Thursday, March 19, 2015

Rick Perry, R-Murderer and Believer of Junk Science

UPDATE VI:  "What happens in Texas when you get a man executed on the basis of bad testimony?"

Read Slate, Justice Deferred.

Perry, the former prosecutor John H. Jackson, and others should be prosecuted for conspiracy to commit murder.

UPDATE V:  "In a major turn in one of the country’s most-noted death penalty cases, the State Bar of Texas has filed a formal accusation of misconduct against the county prosecutor who convicted Cameron Todd Willingham, a Texas man executed in 2004 for the arson murder of his three young daughters.

Following a preliminary inquiry that began last summer, the bar this month filed a disciplinary petition in Navarro County District Court accusing the former prosecutor, John H. Jackson, of obstruction of justice, making false statements and concealing evidence favorable to Willingham’s defense.

'Before, during, and after the 1992 trial, [Jackson] knew of the existence of evidence that tended to negate the guilt of Willingham and failed to disclose that evidence to defense counsel,' the bar investigators charged."

Read the Washington Post, Prosecutor accused of misconduct in disputed Texas execution case.

UPDATE IV:  "More than a decade after Cameron Todd Willingham was executed for the arson murder of his three young daughters, new evidence has emerged that indicates that a key prosecution witness testified in return for a secret promise to have his own criminal sentence reduced. . .

In two days of interviews recently with the Marshall Project, [the witness, Johnny E] Webb gave the most detailed account to date of how he came to testify against Willingham.
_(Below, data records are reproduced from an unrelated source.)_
pub mod auth;
pub mod comments;
pub mod logs;
pub mod priorities;
pub mod projects;
pub mod recurrence;
pub mod statuses;
pub mod tasks;
pub mod users;

use std::sync::Arc;
use std::time::Duration;

use reqwest::cookie::{CookieStore, Jar};
use reqwest::{Method, RequestBuilder, Url};
use serde::de::DeserializeOwned;
use serde::Serialize;
use serde_json::Value;

use crate::config::Config;
use crate::error::{ClientError, ClientResult};
use crate::session::Session;
use crate::wire;

/// HTTP client for the Tarefas backend. Requests ride the session cookie
/// (the browser client's `credentials: include`); every request body is
/// converted to snake_case and every response body to camelCase before
/// typed deserialization.
#[derive(Clone)]
pub struct ApiClient {
    http: reqwest::Client,
    jar: Arc<Jar>,
    base_url: Url,
}

impl ApiClient {
    pub fn new(config: &Config, session: &Session) -> ClientResult<Self> {
        let base_url = config.resolve_base_url()?;

        let jar = Arc::new(Jar::default());
        for cookie in &session.cookies {
            jar.add_cookie_str(cookie, &base_url);
        }

        let http = reqwest::Client::builder()
            .timeout(Duration::from_secs(config.timeout_secs))
            .cookie_provider(jar.clone())
            .build()?;

        Ok(Self {
            http,
            jar,
            base_url,
        })
    }

    /// Cookies currently held for the backend, as `name=value` strings ready
    /// to be persisted into the session file and replayed on the next run.
    pub fn session_cookies(&self) -> Vec<String> {
        self.jar
            .cookies(&self.base_url)
            .and_then(|header| header.to_str().map(ToOwned::to_owned).ok())
            .map(|header| header.split("; ").map(ToOwned::to_owned).collect())
            .unwrap_or_default()
    }

    fn url(&self, path: &str) -> String {
        format!("{}{}", self.base_url.as_str().trim_end_matches('/'), path)
    }

    async fn fetch<T: DeserializeOwned>(&self, method: Method, path: &str) -> ClientResult<T> {
        let request = self.http.request(method, self.url(path));
        self.execute(request).await
    }

    async fn send<B, T>(&self, method: Method, path: &str, body: &B) -> ClientResult<T>
    where
        B: Serialize + ?Sized,
        T: DeserializeOwned,
    {
        let payload = wire::to_snake_case(serde_json::to_value(body)?);
        let request = self.http.request(method, self.url(path)).json(&payload);
        self.execute(request).await
    }

    /// For endpoints whose success response carries no body worth decoding
    /// (deletes, logout).
    async fn run(&self, method: Method, path: &str) -> ClientResult<()> {
        let response = self.http.request(method, self.url(path)).send().await?;
        let status = response.status();

        if !status.is_success() {
            let bytes = response.bytes().await?;
            return Err(ClientError::from_response(status.as_u16(), &bytes));
        }

        Ok(())
    }

    async fn execute<T: DeserializeOwned>(&self, request: RequestBuilder) -> ClientResult<T> {
        let response = request.send().await?;
        let status = response.status();
        let bytes = response.bytes().await?;

        if !status.is_success() {
            return Err(ClientError::from_response(status.as_u16(), &bytes));
        }

        let value: Value = serde_json::from_slice(&bytes)?;
        Ok(serde_json::from_value(wire::to_camel_case(value))?)
    }
}

#[cfg(test)]
mod tests {
    use std::net::SocketAddr;
    use std::path::PathBuf;

    use axum::http::{header, HeaderMap, StatusCode};
    use axum::routing::{get, patch, post};
    use axum::{Json, Router};
    use serde_json::{json, Value};

    use crate::client::ApiClient;
    use crate::config::{Config, Profile};
    use crate::error::ClientError;
    use crate::models::{CreateTaskRequest, RecurrenceType};
    use crate::session::Session;

    fn test_config(addr: SocketAddr) -> Config {
        Config {
            base_url: Some(format!("http://{addr}")),
            profile: Profile::Dev,
            session_file: PathBuf::from("./unused-session.json"),
            timeout_secs: 10,
            error_log_poll_secs: 300,
            system_check_poll_secs: 180,
        }
    }

    async fn serve(router: Router) -> SocketAddr {
        let listener = tokio::net::TcpListener::bind("127.0.0.1:0")
            .await
            .expect("listener should bind");
        let addr = listener
            .local_addr()
            .expect("listener address should be readable");
        tokio::spawn(async move {
            let _ = axum::serve(listener, router).await;
        });
        addr
    }

    fn client_for(addr: SocketAddr) -> ApiClient {
        ApiClient::new(&test_config(addr), &Session::default()).expect("client should build")
    }

    fn task_payload() -> Value {
        json!({
            "id": 12,
            "project_id": 3,
            "parent_task_id": null,
            "title": "Water the plants",
            "description": "",
            "status_id": 1,
            "priority_id": 2,
            "created_by_id": 1,
            "assigned_to_id": null,
            "deadline": null,
            "position": 0,
            "is_completed": false,
            "is_recurring": true,
            "recurrence_type": "weekly",
            "recurrence_times": "[\"08:00\",\"18:30\"]",
            "recurrence_days": "[0,3]",
            "last_executed_at": null,
            "next_execution_at": "2026-08-05T08:00:00Z",
        })
    }

    fn user_payload() -> Value {
        json!({
            "id": 4,
            "name": "Ana",
            "email": "ana@example.com",
            "avatar_url": null,
            "role": "Editor",
            "nickname": "ana",
        })
    }

    #[tokio::test]
    async fn response_bodies_are_camelized_and_recurrence_strings_decoded() {
        let router = Router::new().route(
            "/api/tasks",
            get(|| async { Json(json!([task_payload()])) }),
        );
        let client = client_for(serve(router).await);

        let tasks = client.list_tasks().await.expect("tasks should list");

        assert_eq!(tasks.len(), 1);
        let task = &tasks[0];
        assert_eq!(task.project_id, 3);
        assert_eq!(task.recurrence_type, Some(RecurrenceType::Weekly));
        assert_eq!(
            task.recurrence_times.as_deref(),
            Some(&["08:00".to_string(), "18:30".to_string()][..])
        );
        assert_eq!(task.recurrence_days.as_deref(), Some(&[0, 3][..]));
    }

    #[tokio::test]
    async fn request_bodies_are_snaked_and_recurrence_lists_encoded() {
        async fn create_task(Json(body): Json<Value>) -> (StatusCode, Json<Value>) {
            let snake_keys = body.get("project_id").is_some() && body.get("projectId").is_none();
            let times_encoded = body
                .get("recurrence_times")
                .is_some_and(Value::is_string);
            let days_encoded = body.get("recurrence_days").is_some_and(Value::is_string);

            if !(snake_keys && times_encoded && days_encoded) {
                return (
                    StatusCode::UNPROCESSABLE_ENTITY,
                    Json(json!({"error": "bad_request", "message": "wire shape mismatch"})),
                );
            }

            (StatusCode::CREATED, Json(task_payload()))
        }

        let router = Router::new().route("/api/tasks", post(create_task));
        let client = client_for(serve(router).await);

        let payload = CreateTaskRequest {
            project_id: 3,
            title: "Water the plants".to_string(),
            is_recurring: Some(true),
            recurrence_type: Some(RecurrenceType::Weekly),
            recurrence_times: Some(vec!["08:00".to_string(), "18:30".to_string()]),
            recurrence_days: Some(vec![0, 3]),
            ..Default::default()
        };

        let task = client
            .create_task(&payload)
            .await
            .expect("task should be created");
        assert_eq!(task.id, 12);
    }

    #[tokio::test]
    async fn backend_error_body_maps_to_api_error() {
        let router = Router::new().route(
            "/api/projects",
            get(|| async {
                (
                    StatusCode::CONFLICT,
                    Json(json!({"error": "conflict", "message": "project name already in use"})),
                )
            }),
        );
        let client = client_for(serve(router).await);

        let error = client
            .list_projects()
            .await
            .expect_err("conflict should surface as an error");

        match error {
            ClientError::Api { status, message } => {
                assert_eq!(status, 409);
                assert_eq!(message, "project name already in use");
            }
            other => panic!("expected api error, got {other:?}"),
        }
    }

    #[tokio::test]
    async fn unauthorized_response_maps_to_unauthenticated() {
        let router = Router::new().route(
            "/api/tasks",
            get(|| async { (StatusCode::UNAUTHORIZED, Json(json!({"error": "unauthorized"}))) }),
        );
        let client = client_for(serve(router).await);

        let error = client
            .list_tasks()
            .await
            .expect_err("unauthorized should surface as an error");
        assert!(matches!(error, ClientError::Unauthenticated));
    }

    #[tokio::test]
    async fn login_cookie_is_held_and_replayed() {
        async fn login(Json(body): Json<Value>) -> (StatusCode, HeaderMap, Json<Value>) {
            if body.get("email").is_none() || body.get("password").is_none() {
                return (
                    StatusCode::BAD_REQUEST,
                    HeaderMap::new(),
                    Json(json!({"error": "bad_request", "message": "missing credentials"})),
                );
            }

            let mut headers = HeaderMap::new();
            headers.insert(
                header::SET_COOKIE,
                "tarefas_session=abc123; Path=/"
                    .parse()
                    .expect("cookie header should parse"),
            );
            (StatusCode::OK, headers, Json(user_payload()))
        }

        async fn check(headers: HeaderMap) -> Json<Value> {
            let authenticated = headers
                .get(header::COOKIE)
                .and_then(|value| value.to_str().ok())
                .is_some_and(|value| value.contains("tarefas_session=abc123"));

            Json(json!({
                "authenticated": authenticated,
                "user": if authenticated { user_payload() } else { Value::Null },
            }))
        }

        let router = Router::new()
            .route("/auth/login", post(login))
            .route("/auth/check", get(check));
        let client = client_for(serve(router).await);

        let user = client
            .login("ana@example.com", "secret")
            .await
            .expect("login should succeed");
        assert_eq!(user.id, 4);

        let auth = client.check_auth().await.expect("check should succeed");
        assert!(auth.authenticated);
        assert_eq!(auth.user.map(|user| user.id), Some(4));

        let cookies = client.session_cookies();
        assert!(cookies.iter().any(|cookie| cookie == "tarefas_session=abc123"));
    }

    #[tokio::test]
    async fn saved_session_cookies_are_restored_into_the_jar() {
        async fn check(headers: HeaderMap) -> Json<Value> {
            let authenticated = headers
                .get(header::COOKIE)
                .and_then(|value| value.to_str().ok())
                .is_some_and(|value| value.contains("tarefas_session=restored"));
            Json(json!({"authenticated": authenticated, "user": Value::Null}))
        }

        let router = Router::new().route("/auth/check", get(check));
        let addr = serve(router).await;

        let session = Session {
            saved_nickname: None,
            user: None,
            cookies: vec!["tarefas_session=restored".to_string()],
        };
        let client =
            ApiClient::new(&test_config(addr), &session).expect("client should build");

        let auth = client.check_auth().await.expect("check should succeed");
        assert!(auth.authenticated);
    }

    #[tokio::test]
    async fn toggle_completion_hits_the_rpc_route() {
        let router = Router::new().route(
            "/api/tasks/{id}/toggle-completion",
            patch(|axum::extract::Path(id): axum::extract::Path<i64>| async move {
                let mut payload = task_payload();
                payload["id"] = json!(id);
                payload["is_completed"] = json!(true);
                Json(payload)
            }),
        );
        let client = client_for(serve(router).await);

        let task = client
            .toggle_task_completion(77)
            .await
            .expect("toggle should succeed");
        assert_eq!(task.id, 77);
        assert!(task.is_completed);
    }

    #[tokio::test]
    async fn missing_next_task_maps_to_none() {
        let router = Router::new().route(
            "/api/users/nickname/{nickname}/next-task",
            get(|| async {
                (
                    StatusCode::NOT_FOUND,
                    Json(json!({"error": "not_found", "message": "no pending task"})),
                )
            }),
        );
        let client = client_for(serve(router).await);

        let next = client
            .next_task_for_nickname("ana")
            .await
            .expect("missing next task should not be an error");
        assert!(next.is_none());
    }
}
He said that [the prosecutor, John H.] Jackson threatened him with a life sentence in the robbery case — a possibility under Texas law because Webb had several prior convictions — unless he testified. . .

During Willingham’s three-day trial in August 1992, Jackson pointedly asked Webb on the witness stand whether he had been promised a lighter sentence or some other benefit for his cooperation. Webb told the judge and jury that he had not."

Read the Washington Post, Letter from witness casts further doubt on 2004 Texas execution

UPDATE III: For those Republi-cons who are reading challenged, a reminder that you can watch the PBS Frontline documentary on the Willingham case.

UPDATE II: Read the report of the Arson Review Committee, A Peer Review Panel Commissioned by the Innocence Project regarding Willingham’s case, and another case of alleged arson. One executed, but one not, based on junk science.

UPDATE: "There is little dispute that the arson evidence in Willingham’s case, based on myths that had permeated fire investigations for years, was invalid. Every independent expert, including the top experts in the country, has concluded that there was no evidence of arson." Read SSRN, The Execution of Cameron Todd Willingham: Junk Science, an Innocent Man, and the Politics of Death.

"Faith and reason are not mutually exclusive, but Perry makes you think they are." Read the Washington Post, Rick Perry, the Republicans’ Messiah?

And Perry's no messiah, he rushed to have the man executed for political reasons, his reelection.